Mitochondria act as a central integrative hub for oxidative phosphorylation, calcium homeostasis and metabolic signaling, reflecting their evolutionary origin from an α-proteobacterial endosymbiont. Although nearly 90% of their ancestral genes have been transferred to the nuclear genome, their role extends far beyond energy production. Emerging evidence positions mitochondria as active modulators of stress responses, which we term the "Mito-Mood Hypothesis." This framework proposes that mitochondrial dynamics actively regulate gene expression and signaling, thereby shaping vulnerability to mood disorders such as depression, dysthymia, and seasonal affective disorder. Consistent with this view, patients with major depressive disorders show altered expression of nuclear-encoded mitochondrial genes, linking bioenergetics directly to psychiatric risk. We further discuss how oxidative phosphorylation (OXPHOS) modulates neurotransmitter cycles and how mitohormesis— adaptive responses to mild mitochondrial stress—can enhance resilience and cognition.
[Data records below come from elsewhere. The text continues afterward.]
//! Page handles and byte views.
//!
//! A [`PageHandle`] is a counted reference to one page:
//! - Getting a page pins it; [`PageHandle::unpin`] and [`PageHandle::repin`]
//!   toggle residency guarantees afterwards
//! - [`PageHandle::bytes`] / [`PageHandle::bytes_mut`] borrow the bytes while
//!   the page is pinned
//! - Dropping the last handle of an anonymous page frees its slot
//!
//! A byte view holds only its own page's slot lock. Views of different
//! pages never block each other, even on the same full page. A page whose
//! pin was released through another handle cannot be evicted until views
//! of it are dropped.

use std::fmt;
use std::ops::{Deref, DerefMut};
use std::sync::Arc;

use parking_lot::{MutexGuard, RwLockReadGuard, RwLockWriteGuard};

use crate::buffer::buffer_manager::Shared;
use crate::buffer::directory::{PageInner, PageState};
use crate::buffer::slab::MiniPage;
use crate::common::{PageKey, Result};
use crate::storage::DiskLocation;

/// A point-in-time view of a page's state.
#[derive(Debug, Clone, Copy, PartialEq, Eq)]
pub struct PageStatus {
    pub pinned: bool,
    pub dirty: bool,
    pub resident: bool,
    /// The page has been unpinned at least once; its bytes are read-only.
    pub was_unpinned: bool,
    pub frozen_size: Option<usize>,
    pub mini_page: Option<MiniPage>,
    pub location: Option<DiskLocation>,
}

/// Counted reference to a page.
///
/// Cloning adds a reference; the page is destroyed (anonymous) or left
/// evictable (named) when the last one is dropped.
pub struct PageHandle {
    page: Arc<PageInner>,
    shared: Arc<Shared>,
}

impl PageHandle {
    /// Take a new reference to `page` and pin it.
    ///
    /// On failure the reference is dropped again, which cleans up a page
    /// that never got any bytes.
    pub(crate) fn acquire(shared: Arc<Shared>, page: Arc<PageInner>, class: usize) -> Result<Self> {
        page.state.lock().refs += 1;
        let handle = Self { page, shared };
        handle.shared.pin(&handle.page, class)?;
        Ok(handle)
    }

    #[inline]
    pub fn key(&self) -> &PageKey {
        &self.page.key
    }

    pub fn status(&self) -> PageStatus {
        let state = self.page.state.lock();
        PageStatus {
            pinned: state.pinned,
            dirty: state.dirty,
            resident: state.placement.is_resident(),
            was_unpinned: state.unpinned_once,
            frozen_size: state.frozen_size,
            mini_page: state.placement.mini_page(),
            location: state.placement.location(),
        }
    }

    pub fn is_pinned(&self) -> bool {
        self.page.state.lock().pinned
    }

    /// Bytes available to the page: the capacity of its size class.
    pub fn capacity(&self) -> usize {
        let state = self.page.state.lock();
        match state.placement.mini_page() {
            Some(mini) => mini.capacity,
            None => {
                let classes = self.shared.classes;
                classes.capacity(classes.class_for(state.used_len()))
            }
        }
    }

    /// Bytes in use: the frozen size, or the capacity if not frozen.
    pub fn len(&self) -> usize {
        self.page.state.lock().used_len()
    }

    pub fn is_empty(&self) -> bool {
        self.len() == 0
    }

    /// Read the page's bytes.
    ///
    /// # Panics
    /// Panics if the page is not pinned.
    pub fn bytes(&self) -> PageBytes<'_> {
        let len = {
            let state = self.page.state.lock();
            self.pinned_mini_page(&state, "bytes");
            state.used_len()
        };
        let slot = self.page.slot.read();
        let mini = self.resident_slot(*slot, "bytes");
        // SAFETY: write views of this slot need the write guard of `slot`,
        // and the mini-page stays with this page while `slot` is held.
        let bytes = unsafe { self.shared.full_page(mini.full_page).slice(mini.range(len)) };
        PageBytes { _slot: slot, bytes }
    }

    /// Write the page's bytes.
    ///
    /// # Panics
    /// Panics if the page is not pinned, or has been unpinned before.
    pub fn bytes_mut(&mut self) -> PageBytesMut<'_> {
        let len = {
            let state = self.page.state.lock();
            self.pinned_mini_page(&state, "bytes_mut");
            assert!(
                !state.unpinned_once,
                "contract violation: {} is read-only after its first unpin",
                self.page.key
            );
            state.used_len()
        };
        let slot = self.page.slot.write();
        let mini = self.resident_slot(*slot, "bytes_mut");
        // SAFETY: the write guard of `slot` excludes every other view of
        // this slot, and other pages' slots never overlap it.
        let bytes = unsafe { self.shared.full_page(mini.full_page).slice_mut(mini.range(len)) };
        PageBytesMut { _slot: slot, bytes }
    }

    /// The mini-page a view was asked for. `None` means another handle
    /// unpinned the page and it was evicted in the meantime.
    fn resident_slot(&self, slot: Option<MiniPage>, op: &str) -> MiniPage {
        match slot {
            Some(mini) => mini,
            None => panic!("contract violation: {}() on unpinned {}", op, self.page.key),
        }
    }

    fn pinned_mini_page(&self, state: &MutexGuard<'_, PageState>, op: &str) -> MiniPage {
        assert!(
            state.pinned,
            "contract violation: {}() on unpinned {}",
            op, self.page.key
        );
        match state.placement.mini_page() {
            Some(mini) => mini,
            None => panic!("invariant violation: pinned {} is not resident", self.page.key),
        }
    }

    /// Fix the number of bytes in use. May be called again until the first
    /// unpin; the last value wins.
    ///
    /// # Panics
    /// Panics if the page has been unpinned, or `len` exceeds its capacity.
    pub fn freeze_size(&mut self, len: usize) {
        let mut state = self.page.state.lock();
        assert!(
            !state.unpinned_once,
            "contract violation: freeze_size({}) on {} after it was unpinned",
            len, self.page.key
        );
        let mini = self.pinned_mini_page(&state, "freeze_size");
        assert!(
            len <= mini.capacity,
            "contract violation: freeze_size({}) exceeds the {}-byte capacity of {}",
            len,
            mini.capacity,
            self.page.key
        );
        state.frozen_size = Some(len);
    }

    /// Release the pin. Idempotent.
    ///
    /// The first unpin fixes the size (the whole capacity if
    /// [`PageHandle::freeze_size`] was never called) and, for a named page,
    /// reserves its place at the end of the set's file.
    pub fn unpin(&mut self) {
        self.shared.unpin(&self.page);
    }

    /// Pin again, loading the bytes back from disk if the page was evicted.
    ///
    /// # Errors
    /// - `Error::Io` if the page cannot be read back
    /// - `Error::ResourceExhausted` if no mini-page can be found for it
    pub fn repin(&mut self) -> Result<()> {
        self.shared.pin(&self.page, self.shared.classes.largest())
    }
}

impl Clone for PageHandle {
    fn clone(&self) -> Self {
        self.page.state.lock().refs += 1;
        Self {
            page: Arc::clone(&self.page),
            shared: Arc::clone(&self.shared),
        }
    }
}

impl Drop for PageHandle {
    fn drop(&mut self) {
        self.shared.release(&self.page);
    }
}

impl fmt::Debug for PageHandle {
    fn fmt(&self, f: &mut fmt::Formatter<'_>) -> fmt::Result {
        f.debug_struct("PageHandle")
            .field("key", &self.page.key)
            .field("status", &self.status())
            .finish()
    }
}

/// Shared view of a pinned page's bytes.
pub struct PageBytes<'a> {
    _slot: RwLockReadGuard<'a, Option<MiniPage>>,
    bytes: &'a [u8],
}

impl Deref for PageBytes<'_> {
    type Target = [u8];

    #[inline]
    fn deref(&self) -> &[u8] {
        self.bytes
    }
}

/// Exclusive view of a pinned, never-unpinned page's bytes.
pub struct PageBytesMut<'a> {
    _slot: RwLockWriteGuard<'a, Option<MiniPage>>,
    bytes: &'a mut [u8],
}

impl Deref for PageBytesMut<'_> {
    type Target = [u8];

    #[inline]
    fn deref(&self) -> &[u8] {
        &*self.bytes
    }
}

impl DerefMut for PageBytesMut<'_> {
    #[inline]
    fn deref_mut(&mut self) -> &mut [u8] {
        &mut *self.bytes
    }
}

#[cfg(test)]
mod tests {
    use crate::{BufferManager, BufferManagerConfig, SetId};
    use tempfile::{tempdir, TempDir};

    fn create_manager() -> (TempDir, BufferManager) {
        let dir = tempdir().unwrap();
        let config = BufferManagerConfig::new(dir.path()).with_pages(64, 4);
        let manager = BufferManager::new(config).unwrap();
        (dir, manager)
    }

    #[test]
    fn test_freeze_size_shrinks_view() {
        let (_dir, manager) = create_manager();
        let mut page = manager.get_anonymous_page().unwrap();

        assert_eq!(page.len(), 64);
        page.freeze_size(10);
        assert_eq!(page.len(), 10);
        assert_eq!(page.bytes().len(), 10);
        assert_eq!(page.capacity(), 64);

        // Last value wins until the first unpin.
        page.freeze_size(12);
        page.unpin();
        assert_eq!(page.status().frozen_size, Some(12));
    }

    #[test]
    #[should_panic(expected = "contract violation: freeze_size")]
    fn test_freeze_after_unpin_panics() {
        let (_dir, manager) = create_manager();
        let mut page = manager.get_anonymous_page().unwrap();
        page.unpin();
        page.freeze_size(4);
    }

    #[test]
    #[should_panic(expected = "exceeds the 8-byte capacity")]
    fn test_freeze_beyond_capacity_panics() {
        let (_dir, manager) = create_manager();
        let mut page = manager.get_anonymous_page_min(8).unwrap();
        page.freeze_size(9);
    }

    #[test]
    #[should_panic(expected = "contract violation: bytes() on unpinned")]
    fn test_bytes_of_unpinned_page_panics() {
        let (_dir, manager) = create_manager();
        let mut page = manager.get_anonymous_page().unwrap();
        page.unpin();
        let _ = page.bytes();
    }

    #[test]
    #[should_panic(expected = "read-only after its first unpin")]
    fn test_bytes_mut_after_repin_panics() {
        let (_dir, manager) = create_manager();
        let mut page = manager.get_anonymous_page().unwrap();
        page.unpin();
        page.repin().unwrap();
        let _ = page.bytes_mut();
    }

    #[test]
    fn test_unpin_is_idempotent() {
        let (_dir, manager) = create_manager();
        let set = SetId::new("db", "s");
        let mut page = manager.get_page(&set, 0).unwrap();
        page.freeze_size(4);

        page.unpin();
        let once = page.status();
        let end_once = manager.set_end_of_file(&set);

        page.unpin();
        assert_eq!(page.status(), once);
        assert_eq!(manager.set_end_of_file(&set), end_once);
        assert_eq!(manager.evictable_full_pages(), 1);
    }

    #[test]
    fn test_clone_keeps_anonymous_page_alive() {
        let (_dir, manager) = create_manager();
        let mut page = manager.get_anonymous_page_min(8).unwrap();
        page.bytes_mut().copy_from_slice(b"12345678");

        let copy = page.clone();
        drop(page);

        assert_eq!(manager.page_count(), 1);
        assert_eq!(&*copy.bytes(), b"12345678");
        drop(copy);
        assert_eq!(manager.page_count(), 0);
    }

    #[test]
    fn test_views_on_one_full_page_do_not_block() {
        let (_dir, manager) = create_manager();
        let mut a = manager.get_anonymous_page_min(8).unwrap();
        let mut b = manager.get_anonymous_page_min(8).unwrap();
        assert_eq!(
            a.status().mini_page.unwrap().full_page,
            b.status().mini_page.unwrap().full_page
        );

        a.bytes_mut().copy_from_slice(b"aaaaaaaa");
        let read_a = a.bytes();
        let mut write_b = b.bytes_mut();
        write_b.copy_from_slice(b"bbbbbbbb");

        assert_eq!(&*read_a, b"aaaaaaaa");
        assert_eq!(&*write_b, b"bbbbbbbb");
    }

    #[test]
    fn test_view_held_while_neighbour_reloads() {
        let dir = tempdir().unwrap();
        let config = BufferManagerConfig::new(dir.path())
            .with_pages(64, 2)
            .with_min_page_size(8);
        let manager = BufferManager::new(config).unwrap();
        let set = SetId::new("db", "s");

        let mut keep = manager.get_anonymous_page_min(8).unwrap();
        keep.bytes_mut().copy_from_slice(b"keeping!");
        let mut page = manager.get_page(&set, 0).unwrap();
        page.bytes_mut()[..8].copy_from_slice(b"reloaded");
        page.freeze_size(8);
        page.unpin();

        // Evicts `page`: the only unpinned full page.
        drop(manager.get_anonymous_page().unwrap());
        assert!(!page.status().resident);

        let view = keep.bytes();
        page.repin().unwrap();
        assert_eq!(
            page.status().mini_page.unwrap().full_page,
            keep.status().mini_page.unwrap().full_page
        );
        assert_eq!(&*page.bytes(), b"reloaded");
        assert_eq!(&*view, b"keeping!");
    }

    #[test]
    fn test_debug_format() {
        let (_dir, manager) = create_manager();
        let page = manager.get_anonymous_page().unwrap();
        let debug = format!("{:?}", page);
        assert!(debug.contains("Anonymous(0)"));
        assert!(debug.contains("pinned: true"));
    }
}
Beyond psychiatry, mitochondrial vulnerability manifests in clinical settings: patients with mitochondrial diseases face elevated anesthetic risk, where agents such as propofol or volatile anesthetics may precipitate life-threatening metabolic crises. Collectively, these insights underscore mitochondria as central regulators of human health and highlight novel therapeutic opportunities bridging mood disorders and perioperative medicine.